Cybercriminals have been launching DDoS attacks from Amazon cloud-based bots after gaining access via a known vulnerability in open source search engine Elasticsearch, according to researchers.
Elasticsearch is often used in cloud environments like Amazon EC2 thanks to its distributed architecture, although it can also be deployed to other platforms like Microsoft Azure.
As such, the DDoS-related compromize may not only have happened to EC2 customers, according to Kaspersky Lab principal security researcher Kurt Baumgartner.
The attackers break into EC2 VMs by exploiting the CVE-2014-3120 vulnerability in Elasticsearch 1.1.x and then use a new variant of Linux DDoS Trojan Mayday – Backdoor.Linux.Mayday.g – to launch their attacks, he explained.
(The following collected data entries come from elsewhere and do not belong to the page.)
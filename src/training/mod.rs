//! Model selection and publication
//!
//! - [`CandidateTrainer`] fits one forest per [`CandidateConfig`] on a shared split
//! - [`select`] picks the most accurate candidate, earliest on ties
//! - [`ArtifactPublisher`] persists every candidate, the winner and its metadata

mod candidate;
mod metadata;
mod publisher;
mod selector;
mod trainer;

pub use candidate::{CandidateConfig, Hyperparameters};
pub use metadata::{CandidateSummary, ModelMetadata, Provenance};
pub use publisher::{read_metadata, ArtifactPublisher, PublishedArtifacts, BEST_MODEL_FILE, METADATA_FILE};
pub use selector::{select, SelectionOutcome};
pub use trainer::{CandidateResult, CandidateTrainer, TrainTestSplit};
use criterion::{black_box, criterion_group, criterion_main, BenchmarkId, Criterion};
use digitforge::data::digits;
use digitforge::model::{Classifier, RandomForestClassifier};
use digitforge::training::{select, CandidateConfig, CandidateTrainer, Hyperparameters};

fn bench_forest_fit(c: &mut Criterion) {
    let ds = digits::load_digits().unwrap();
    let mut group = c.benchmark_group("forest_fit");
    group.sample_size(10); // Fewer samples for training benchmarks

    for &(n_estimators, max_depth) in [(10, 3), (20, 5), (100, 10)].iter() {
        group.bench_with_input(
            BenchmarkId::new("digits", format!("{}x{}", n_estimators, max_depth)),
            &ds,
            |b, ds| {
                b.iter(|| {
                    let mut model = RandomForestClassifier::new(n_estimators)
                        .with_max_depth(Some(max_depth))
                        .with_random_state(42);
                    model.fit(black_box(&ds.features), black_box(&ds.labels)).unwrap();
                    model
                })
            },
        );
    }

    group.finish();
}

fn bench_predict_one(c: &mut Criterion) {
    let ds = digits::load_digits().unwrap();
    let mut model = RandomForestClassifier::new(100)
        .with_max_depth(Some(10))
        .with_random_state(42);
    model.fit(&ds.features, &ds.labels).unwrap();
    let sample = ds.features.row(0);

    c.bench_function("predict_proba_one/100x10", |b| {
        b.iter(|| model.predict_proba_one(black_box(sample)).unwrap())
    });
}

fn bench_candidate_selection(c: &mut Criterion) {
    let ds = digits::load_digits().unwrap().truncate(500);
    let configs = vec![
        CandidateConfig::new("FastModel_10_3", Hyperparameters::new(10, Some(3), 42)),
        CandidateConfig::new("FastModel_20_5", Hyperparameters::new(20, Some(5), 42)),
    ];
    let trainer = CandidateTrainer::default();

    let mut group = c.benchmark_group("selection");
    group.sample_size(10);
    group.bench_function("fast_mode", |b| {
        b.iter(|| {
            let (_, results) = trainer.train(black_box(&ds.features), black_box(&ds.labels), &configs).unwrap();
            select(results).unwrap().winner_index()
        })
    });
    group.finish();
}

criterion_group!(benches, bench_forest_fit, bench_predict_one, bench_candidate_selection);
criterion_main!(benches);
//! Classifier capability and the random-forest model family
//!
//! Training code treats a fitted model as an opaque object that can:
//! - predict a class for one feature vector
//! - return per-class probabilities in class-index order
//! - report the hyperparameters it was built with

pub mod decision_tree;
pub mod random_forest;

pub use decision_tree::{Criterion, DecisionTree, TreeNode};
pub use random_forest::{MaxFeatures, RandomForestClassifier};

use crate::error::Result;
use ndarray::{Array1, ArrayView1};
use std::fmt::Debug;

/// Capability interface of a fitted classifier
pub trait Classifier: Send + Sync + Debug {
    /// Model family name, e.g. `RandomForestClassifier`
    fn model_type(&self) -> &'static str;

    /// Expected input dimensionality
    fn n_features(&self) -> usize;

    /// Class labels, in the order used by [`Classifier::predict_proba_one`]
    fn classes(&self) -> &[usize];

    fn n_classes(&self) -> usize {
        self.classes().len()
    }

    /// Per-class probabilities for a single sample
    fn predict_proba_one(&self, sample: ArrayView1<'_, f64>) -> Result<Array1<f64>>;

    /// Predicted class for a single sample (first argmax of the probabilities)
    fn predict_one(&self, sample: ArrayView1<'_, f64>) -> Result<usize> {
        let proba = self.predict_proba_one(sample)?;
        Ok(self.classes()[argmax(proba.view())])
    }

    /// Hyperparameter lookup; `None` when the model has no such attribute
    fn hyperparameter(&self, _name: &str) -> Option<serde_json::Value> {
        None
    }
}

/// Index of the first maximum; 0 for an empty view
pub fn argmax(values: ArrayView1<'_, f64>) -> usize {
    let mut best_idx = 0;
    let mut best = f64::NEG_INFINITY;
    for (idx, &v) in values.iter().enumerate() {
        if v > best {
            best = v;
            best_idx = idx;
        }
    }
    best_idx
}

#[cfg(test)]
mod tests {
    use super::*;
    use ndarray::array;

    #[test]
    fn test_argmax_first_wins_ties() {
        assert_eq!(argmax(array![0.1, 0.4, 0.4, 0.1].view()), 1);
        assert_eq!(argmax(array![0.9].view()), 0);
        assert_eq!(argmax(Array1::<f64>::zeros(0).view()), 0);
    }
}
“The [Mayday variants] in use on compromised EC2 instances oddly enough were flooding sites with UDP traffic only. The flow is strong enough that the DDoS'd victims were forced to move from their normal hosting operations ip addresses to those of an anti-DDoS solution,” he added in a blog post.
“The flow is also strong enough that Amazon is now notifying their customers, probably because of potential for unexpected accumulation of excessive resource charges for their customers. The situation is probably similar at other cloud providers.”
Elasticsearch 1.1x customers were urged to upgrade to newer versions as soon as possible.
James Brown, EMEA director of solution architecture Alert Logic, argued that according to Amazon’s Shared Security Model, customers are responsible for keeping their app software, like Elasticsearch, up-to-date.
“The victims of these attacks could have been hosted on any cloud platform, hosted services or even on-premise – if you run applications with known vulnerabilities in them, you are running a huge risk,” he added.
“This is not an AWS issue; it is an issue for whoever administers those servers. With the shared security model that cloud platforms provide, it is vital that customers use tools like Intrusion Detection Systems, Vulnerability Detection, Web Application Firewalls and Log Management to build upon the security that their provider is giving them.”
It is thought that the cybercriminals launching these DDoS attacks are financially motivated, given that two high profile victims so far have been a large regional US bank and a Japanese electronics maker.